> Exercise prompt: A single number is all that's needed: how many lines in the data contain the string "revisionist".

Saved entries
....

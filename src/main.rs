use std::path::Path;
use std::sync::Arc;

use clap::Parser;
use color_eyre::eyre::{Result, WrapErr};
use tracing_appender::non_blocking::WorkerGuard;
use tracing_subscriber::EnvFilter;

use revisionist::config::{Cli, ConfigFile};
use revisionist::history::History;
use revisionist::repo::Repository;
use revisionist::script::{self, Step};

#[tokio::main]
async fn main() -> Result<()> {
    color_eyre::install()?;
    dotenvy::dotenv().ok();

    let cli = Cli::parse();

    // Held until exit so buffered log lines are flushed
    let guard = init_logging(cli.log_file.as_deref())?;

    let config = match &cli.config {
        Some(path) => ConfigFile::read(path)?,
        None => ConfigFile::load()?.unwrap_or_default(),
    };
    let registry = config.registry()?;
    let store = config.provision(&registry);
    let repo = Repository::new(History::new(Arc::new(store), registry));

    let content = std::fs::read_to_string(&cli.script)
        .wrap_err_with(|| format!("failed to read script {}", cli.script.display()))?;
    let steps: Vec<Step> = serde_json::from_str(&content)
        .wrap_err_with(|| format!("invalid script {}", cli.script.display()))?;

    tracing::info!(steps = steps.len(), "replaying script");
    let reports = script::run(&repo, steps).await;

    let failed = reports.iter().filter(|r| r.error.is_some()).count();
    for report in &reports {
        let line = if cli.pretty {
            serde_json::to_string_pretty(report)?
        } else {
            serde_json::to_string(report)?
        };
        println!("{}", line);
    }

    if failed > 0 {
        eprintln!("{} of {} steps failed", failed, reports.len());
        drop(guard);
        std::process::exit(1);
    }
    Ok(())
}

fn init_logging(log_file: Option<&Path>) -> Result<Option<WorkerGuard>> {
    let filter = EnvFilter::from_default_env();
    match log_file {
        Some(path) => {
            let file = std::fs::File::create(path)
                .wrap_err_with(|| format!("failed to create log file {}", path.display()))?;
            let (writer, guard) = tracing_appender::non_blocking(file);
            tracing_subscriber::fmt()
                .with_writer(writer)
                .with_ansi(false)
                .with_env_filter(filter)
                .init();
            Ok(Some(guard))
        }
        None => {
            tracing_subscriber::fmt()
                .with_writer(std::io::stderr)
                .with_env_filter(filter)
                .init();
            Ok(None)
        }
    }
}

....

> Task output: 4